Back
13 min read

NGINX Extended

💡
UPDATE (April 26, 2019): this post has been updated to include latest changes made to the project. You can jump directly to it here →

I was lucky enough that in relatively early time in my career I bet on NGINX as my default HTTP server and essentially never looked back. Sure enough, I started with using it as reverse-proxy in front of Apache, but once it matured enough and I felt confident it can be trusted with essentially any HTTP-related task, I switched entirely. It was a long time ago and NGINX has made some tremendous progress since then. While its adoption didn’t exceed Apache so far, it’s in the second place for quite some time now and growing in numbers each month. I was always fond of it being so lightweight and I preferred usage of FastCGI protocol instead of native/built-in one as it was the case with Apache at that time.

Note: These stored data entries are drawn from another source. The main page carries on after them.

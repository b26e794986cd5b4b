//! Utilities for spinning up a prometheus metrics server.

use crate::PrometheusError;
use metrics_exporter_prometheus::{BuildError, PrometheusBuilder};
use std::net::{IpAddr, SocketAddr, TcpListener};
use tracing::{debug, info};

/// How many OS-assigned ports are tried before giving up.
const EPHEMERAL_PORT_ATTEMPTS: usize = 3;

/// Starts a Prometheus metrics server on the given address and port, returning the address
/// it serves on.
///
/// A port of `0` lets the OS pick a free port. The exporter binds its own listener, so the
/// picked port is released before the exporter claims it. If another process takes it in
/// between, a fresh port is picked.
pub fn init_prometheus_server(addr: IpAddr, port: u16) -> Result<SocketAddr, PrometheusError> {
    if port != 0 {
        return install(SocketAddr::from((addr, port)));
    }

    let mut attempt = 1;
    loop {
        let listen_addr = TcpListener::bind((addr, 0))?.local_addr()?;
        match install(listen_addr) {
            Err(PrometheusError::Build(BuildError::FailedToCreateHTTPListener(err)))
                if attempt < EPHEMERAL_PORT_ATTEMPTS =>
            {
                debug!(target: "prometheus", %listen_addr, %err, "Metrics port taken, retrying");
                attempt += 1;
            }
            result => return result,
        }
    }
}

fn install(listen_addr: SocketAddr) -> Result<SocketAddr, PrometheusError> {
    PrometheusBuilder::new().with_http_listener(listen_addr).install()?;
    info!(target: "prometheus", "Serving metrics at: http://{}", listen_addr);
    Ok(listen_addr)
}
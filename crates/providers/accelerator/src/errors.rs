//! Error types for the accelerator.

use alloy_transport::TransportError;
use std::io;
use thiserror::Error;

/// An error returned by an [`EthProvider`](crate::EthProvider).
///
/// Storage and admission failures never surface here: the receipt cache degrades to a
/// pass-through instead of failing the call.
#[derive(Debug, Error)]
pub enum ProviderError {
    /// The underlying transport failed or the node returned an error.
    #[error(transparent)]
    Transport(#[from] TransportError),
}

/// A [`Result`] alias for [`ProviderError`].
pub type ProviderResult<T> = Result<T, ProviderError>;

/// Errors that may occur while interacting with a
/// [`KeyValueStore`](crate::KeyValueStore).
#[derive(Debug, Error)]
pub enum StorageError {
    /// An I/O error from the backing medium.
    #[error("storage I/O error: {0}")]
    Io(#[from] io::Error),

    /// The temporary file holding a write could not be moved into place.
    #[error("failed to persist storage entry: {0}")]
    Persist(#[from] tempfile::PersistError),

    /// The storage backend is not available in this environment.
    #[error("storage unavailable: {0}")]
    Unavailable(String),
}

/// Errors that may occur while writing to the receipt cache.
#[derive(Debug, Error)]
pub enum CacheError {
    /// The backing store failed.
    #[error("receipt cache storage error: {0}")]
    Storage(#[from] StorageError),

    /// The cache contents could not be encoded.
    #[error("receipt cache encoding error: {0}")]
    Encode(#[from] serde_json::Error),
}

The caveat is that, while being Open Source application, there are some functionalities that are available only for the paying customers (NGINX Plus). I don’t mind this kind of business model. After all, this is a great application and I hope it will stay around for years to come and the only way to achieve that goal is to keep it sustainable, financially-wise. On the other hand, I’m not able to afford NGINX Plus subscription model (especially for private use-case like mine). Fortunately enough, there are some NGINX enthusiasts out there that are creating 3rd party modules for their favourite HTTP server. Quite a few of them.

Package all the things!

One of the requirements I had was to build proper Debian/Ubuntu packages. At first I was distributing these solely for my employer from within our internal repository. All the packages were properly signed and trusted internally etc. Going further though I realised there might be more people interested in at least some of that work, so I opened and published sources. All I’m really doing here is grabbing original sources of NGINX package from Ubuntu and adding static and dynamic modules where needed using official way of doing it. That’s all. On top of that, you can now head over to my NGINX PPA and grab debs for these modified NGINX packages with 3rd-party modules built-in or available dynamically. These packages are built on the Launchpadservers.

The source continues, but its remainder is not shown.